The Kissed Mouth: A Blog to Watch

Actually, calling it a "blog to watch" is an utter understatement.

Some of you have probably read the wonderful book, Stunner: The Fall and Rise of Fanny Cornforth by my dear and wonderful friend Kirsty Walker. (If you haven't, hie thee to Amazon to purchase)

Kirsty has an amazing talent for writing that is both informative and extremely fun, and she has just started her own blog, The Kissed Mouth. Every single entry there so far is both riveting and wonderful, and I just cannot say enough about how dang GOOD it is. So yes. Please. Go admire her brilliance, enjoy her thoughts, and follow her blog!!!

Thursday, May 12, 2011

A Maid in Bedlam

Pandora radio just played me a nice Celtic-style song, and when I looked at the album cover, I was tickled to see how lovely it was.

I really like the border of Morris flowers in addition to the Rossetti artwork.

Happy Birthday, Mr. D.G. Rossetti! Go here for a wonderful post about it.

Wednesday, May 11, 2011

Millais' Arch

Thanks to a will-be-unnamed-but-totally-rocks source of mine in England, I have been able to watch the absolutely riveting documentary that was just on ITV1 in England a week or so ago, Andrew Lloyd Webber: A Passion for the Pre-Raphaelites. I haven't even finished the series yet, and I'm utterly engrossed.

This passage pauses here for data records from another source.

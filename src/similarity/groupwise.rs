//! Group-wise similarity of two annotated entities
use std::cmp::Ordering;

use smallvec::SmallVec;

use crate::corpus::ClosureProvider;
use crate::ic::IcModel;
use crate::matrix::Matrix;
use crate::similarity::{asymmetric_simj, lcs, sim_gic, simj, LcsScore};
use crate::{ClassIdx, ClassSet, EntityId};

/// The full bag of similarity scores between two entities
///
/// Produced by [`Corpus::pair_scores`](crate::Corpus::pair_scores). The
/// entity-level ratios are computed over the two full attribute closures;
/// the best-match averages come from the LCS-IC grid over the entities'
/// *direct* annotations, where each annotation of one entity is matched
/// against its best-scoring partner annotation of the other.
///
/// An entity with an empty attribute set yields all-zero scores against any
/// partner; that is a defined result, not an error.
#[derive(Debug, Clone)]
pub struct ElementPairScores {
    /// The first compared entity (the "query" of the asymmetric scores)
    pub a: EntityId,
    /// The second compared entity
    pub b: EntityId,
    /// `|A ∩ B|` over the entity closures
    pub overlap: usize,
    /// `|A ∪ B|` over the entity closures
    pub union_size: usize,
    /// Jaccard similarity of the entity closures
    pub simj: f64,
    /// `|A ∩ B| / |A|`
    pub asymmetric_simj: f64,
    /// `|A ∩ B| / |B|`
    pub inverse_asymmetric_simj: f64,
    /// IC-weighted Jaccard similarity of the entity closures
    pub sim_gic: f64,
    /// Mean LCS IC over all annotation pairs (undefined cells count as 0)
    pub avg_ic: f64,
    /// Best-match average with `a`'s annotations as queries
    pub bma_asym_ic: f64,
    /// Best-match average with `b`'s annotations as queries
    pub bma_inverse_asym_ic: f64,
    /// Symmetric best-match average over both directions
    pub bma_sym_ic: f64,
    /// The single highest LCS IC across all annotation pairs
    pub max_ic: f64,
    /// The common subsumers achieving `max_ic`, ascending; empty if none
    pub max_ic_witnesses: SmallVec<[ClassIdx; 2]>,
    /// Integer ranking score, `round(sim_gic * 100)`
    pub combined_score: i32,
    /// `a`'s direct annotations: the rows of the LCS grid
    pub rows: Vec<ClassIdx>,
    /// `b`'s direct annotations: the columns of the LCS grid
    pub cols: Vec<ClassIdx>,
    /// The annotation × annotation LCS grid
    pub lcs_matrix: Matrix<Option<LcsScore>>,
    /// Best cell per row; `None` for rows without a defined match
    pub best_for_row: Vec<Option<LcsScore>>,
    /// Best cell per column
    pub best_for_col: Vec<Option<LcsScore>>,
}

impl ElementPairScores {
    /// Compares two entities given their closures and direct annotations
    ///
    /// `closures` resolves each annotation to its reflexive ancestor set;
    /// inputs must come from the same corpus as the IC model.
    pub(crate) fn compute(
        a: EntityId,
        b: EntityId,
        a_closure: &ClassSet,
        b_closure: &ClassSet,
        a_annotations: &ClassSet,
        b_annotations: &ClassSet,
        closures: &impl ClosureProvider,
        ic: &IcModel,
    ) -> Self {
        let rows: Vec<ClassIdx> = a_annotations.iter().collect();
        let cols: Vec<ClassIdx> = b_annotations.iter().collect();
        let csize = rows.len();
        let dsize = cols.len();

        let mut cells: Vec<Option<LcsScore>> = Vec::with_capacity(csize * dsize);
        let mut best: Option<LcsScore> = None;
        let mut best_for_row: Vec<Option<LcsScore>> = vec![None; csize];
        let mut best_for_col: Vec<Option<LcsScore>> = vec![None; dsize];
        let mut total = 0.0;

        for (cx, c) in rows.iter().enumerate() {
            let c_ancestors = closures
                .ancestors_reflexive(*c)
                .expect("annotations resolve within their corpus");
            for (dx, d) in cols.iter().enumerate() {
                let d_ancestors = closures
                    .ancestors_reflexive(*d)
                    .expect("annotations resolve within their corpus");
                let cell = lcs(c_ancestors, d_ancestors, ic);
                if let Some(score) = &cell {
                    total += score.ic;
                    replace_if_better(&mut best, score);
                    replace_if_better(&mut best_for_row[cx], score);
                    replace_if_better(&mut best_for_col[dx], score);
                }
                cells.push(cell);
            }
        }

        let row_total: f64 = best_for_row.iter().flatten().map(|s| s.ic).sum();
        let col_total: f64 = best_for_col.iter().flatten().map(|s| s.ic).sum();

        let (max_ic, max_ic_witnesses) = match best {
            Some(score) => (score.ic, score.witnesses),
            None => (0.0, SmallVec::new()),
        };

        let sim_gic = sim_gic(a_closure, b_closure, ic);

        ElementPairScores {
            a,
            b,
            overlap: a_closure.intersection_len(b_closure),
            union_size: a_closure.union_len(b_closure),
            simj: simj(a_closure, b_closure),
            asymmetric_simj: asymmetric_simj(a_closure, b_closure),
            inverse_asymmetric_simj: asymmetric_simj(b_closure, a_closure),
            sim_gic,
            avg_ic: ratio(total, (csize * dsize) as f64),
            bma_asym_ic: ratio(row_total, csize as f64),
            bma_inverse_asym_ic: ratio(col_total, dsize as f64),
            bma_sym_ic: ratio(row_total + col_total, (csize + dsize) as f64),
            max_ic,
            max_ic_witnesses,
            combined_score: (sim_gic * 100.0).round() as i32,
            rows,
            cols,
            lcs_matrix: Matrix::new(csize, dsize, cells),
            best_for_row,
            best_for_col,
        }
    }
}

/// Keeps the strictly better score; ties keep the earlier (lexically lower)
/// cell so repeated runs pick the same winner
fn replace_if_better(slot: &mut Option<LcsScore>, candidate: &LcsScore) {
    match slot {
        Some(current) if candidate.ic <= current.ic => {}
        _ => *slot = Some(candidate.clone()),
    }
}

fn ratio(numerator: f64, denominator: f64) -> f64 {
    if denominator == 0.0 {
        0.0
    } else {
        numerator / denominator
    }
}

/// Pair results order by descending combined score; ties break on the
/// ascending entity id pair so batch rankings are reproducible
impl Ord for ElementPairScores {
    fn cmp(&self, other: &Self) -> Ordering {
        other
            .combined_score
            .cmp(&self.combined_score)
            .then_with(|| self.a.cmp(&other.a))
            .then_with(|| self.b.cmp(&other.b))
    }
}

impl PartialOrd for ElementPairScores {
    fn partial_cmp(&self, other: &Self) -> Option<Ordering> {
        Some(self.cmp(other))
    }
}

impl PartialEq for ElementPairScores {
    fn eq(&self, other: &Self) -> bool {
        self.combined_score == other.combined_score && self.a == other.a && self.b == other.b
    }
}

impl Eq for ElementPairScores {}

#[cfg(test)]
mod tests {
    use super::*;

    /// Closure table standing in for a corpus: index i's reflexive ancestor
    /// set lives at position i
    struct Closures(Vec<ClassSet>);

    impl ClosureProvider for Closures {
        fn ancestors_reflexive(&self, class: ClassIdx) -> Option<&ClassSet> {
            self.0.get(class.to_usize())
        }
    }

    fn set(ids: &[u32]) -> ClassSet {
        ids.iter().map(|n| ClassIdx::from(*n)).collect()
    }

    /// Three-class chain 0 <- 1 <- 2 with frequencies 4, 2, 1 of 4:
    /// IC = 0, 1, 2
    fn chain() -> (Closures, IcModel) {
        let closures = Closures(vec![set(&[0]), set(&[0, 1]), set(&[0, 1, 2])]);
        let ic = IcModel::new(vec![4, 2, 1], 4);
        (closures, ic)
    }

    fn compute(
        a_annotations: &[u32],
        b_annotations: &[u32],
        closures: &Closures,
        ic: &IcModel,
    ) -> ElementPairScores {
        let union = |annotations: &[u32]| {
            annotations
                .iter()
                .fold(ClassSet::new(), |acc, n| &acc | &closures.0[*n as usize])
        };
        let a_closure = union(a_annotations);
        let b_closure = union(b_annotations);
        ElementPairScores::compute(
            "a".into(),
            "b".into(),
            &a_closure,
            &b_closure,
            &set(a_annotations),
            &set(b_annotations),
            closures,
            ic,
        )
    }

    #[test]
    fn identical_entities_score_one() {
        let (closures, ic) = chain();
        let scores = compute(&[2], &[2], &closures, &ic);
        assert_eq!(scores.overlap, 3);
        assert_eq!(scores.union_size, 3);
        assert!((scores.simj - 1.0).abs() < f64::EPSILON);
        assert!((scores.sim_gic - 1.0).abs() < f64::EPSILON);
        // the single cell is lcs(closure(2), closure(2)) = IC(2) = 2
        assert!((scores.max_ic - 2.0).abs() < f64::EPSILON);
        assert!((scores.bma_sym_ic - 2.0).abs() < f64::EPSILON);
        assert_eq!(scores.max_ic_witnesses.as_slice(), &[2u32.into()]);
    }

    #[test]
    fn asymmetric_best_match_average() {
        // A annotated to class 1 (IC 1), B to classes 1 and 2 (IC 2).
        // A's only annotation best-matches itself: bmaAsym = IC(1) = 1.
        // B's annotation 2 also best-matches via LCS 1: col bests are 1, 1.
        let (closures, ic) = chain();
        let scores = compute(&[1], &[1, 2], &closures, &ic);
        assert!((scores.bma_asym_ic - 1.0).abs() < f64::EPSILON);
        assert!((scores.bma_inverse_asym_ic - 1.0).abs() < f64::EPSILON);
        assert!((scores.bma_sym_ic - 1.0).abs() < f64::EPSILON);
        assert!((scores.max_ic - 1.0).abs() < f64::EPSILON);
    }

    #[test]
    fn empty_entity_scores_zero() {
        let (closures, ic) = chain();
        let scores = compute(&[], &[2], &closures, &ic);
        assert_eq!(scores.overlap, 0);
        assert_eq!(scores.union_size, 3);
        assert_eq!(scores.simj, 0.0);
        assert_eq!(scores.bma_sym_ic, 0.0);
        assert_eq!(scores.bma_asym_ic, 0.0);
        assert_eq!(scores.max_ic, 0.0);
        assert!(scores.max_ic_witnesses.is_empty());
        assert_eq!(scores.combined_score, 0);
        assert!(scores.lcs_matrix.is_empty());

        // with the empty entity on the column side the grid is 1 x 0
        let scores = compute(&[2], &[], &closures, &ic);
        assert_eq!(scores.lcs_matrix.dim(), (1, 0));
        assert_eq!(scores.lcs_matrix.rows().count(), 1);
        assert_eq!(scores.bma_sym_ic, 0.0);
    }

    #[test]
    fn grid_winners_attain_row_maxima() {
        let (closures, ic) = chain();
        let scores = compute(&[1, 2], &[0, 2], &closures, &ic);
        for (row, best) in scores.best_for_row.iter().enumerate() {
            let best = best.as_ref().expect("chain closures always share root");
            for col in 0..scores.cols.len() {
                if let Some(Some(cell)) = scores.lcs_matrix.get(row, col) {
                    assert!(cell.ic <= best.ic);
                }
            }
        }
    }

    #[test]
    fn compute_is_deterministic() {
        let (closures, ic) = chain();
        let first = compute(&[1, 2], &[0, 2], &closures, &ic);
        let second = compute(&[1, 2], &[0, 2], &closures, &ic);
        assert!((first.bma_sym_ic - second.bma_sym_ic).abs() < f64::EPSILON);
        assert_eq!(first.max_ic_witnesses, second.max_ic_witnesses);
        assert_eq!(first.combined_score, second.combined_score);
    }

    #[test]
    fn ordering_ranks_descending_with_id_tiebreak() {
        let (closures, ic) = chain();
        let high = compute(&[2], &[2], &closures, &ic);
        let mut low = compute(&[], &[2], &closures, &ic);
        low.a = "z".into();

        let mut ranked = vec![low.clone(), high.clone()];
        ranked.sort();
        assert_eq!(ranked[0].combined_score, high.combined_score);

        let mut tie_a = high.clone();
        tie_a.a = "a".into();
        let mut tie_b = high.clone();
        tie_b.a = "b".into();
        let mut tied = vec![tie_b.clone(), tie_a.clone()];
        tied.sort();
        assert_eq!(tied[0].a, tie_a.a);
    }
}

But tonight as I was watching part of it, I was blown away. Just. Look.

This was Millais' design for a Gothic Arch, made of entwined angels in passionate embrace. I think my heart skipped a beat when I saw this piece. I had never seen it before, and in fact when I immediately paused the video and Googled it, the only images I could find were blurry black and whites. I am utterly smitten.

I've always been, I must confess, a little more in love with Millais' sketches than with his finished art. Don't get me wrong, his art is incredible. But there's something in the freedom of his sketches that just fixates me. This is especially true of his sketches with romantic themes. Something about this design for the gothic arch just feels like the same romantic passion as I've loved in his sketch work.

The story is...apparently this arch design was never actually realized in the 19th century. But a few years ago, according the the narrator Webber, he said that he "thought he'd have some fun" and commission the actual arch to be made. The results....

Gorgeous. Not quite the same as Millais' graceful figures, but still so beautiful. When will Design Toscano offer a reproduction of this piece in resin for my wall?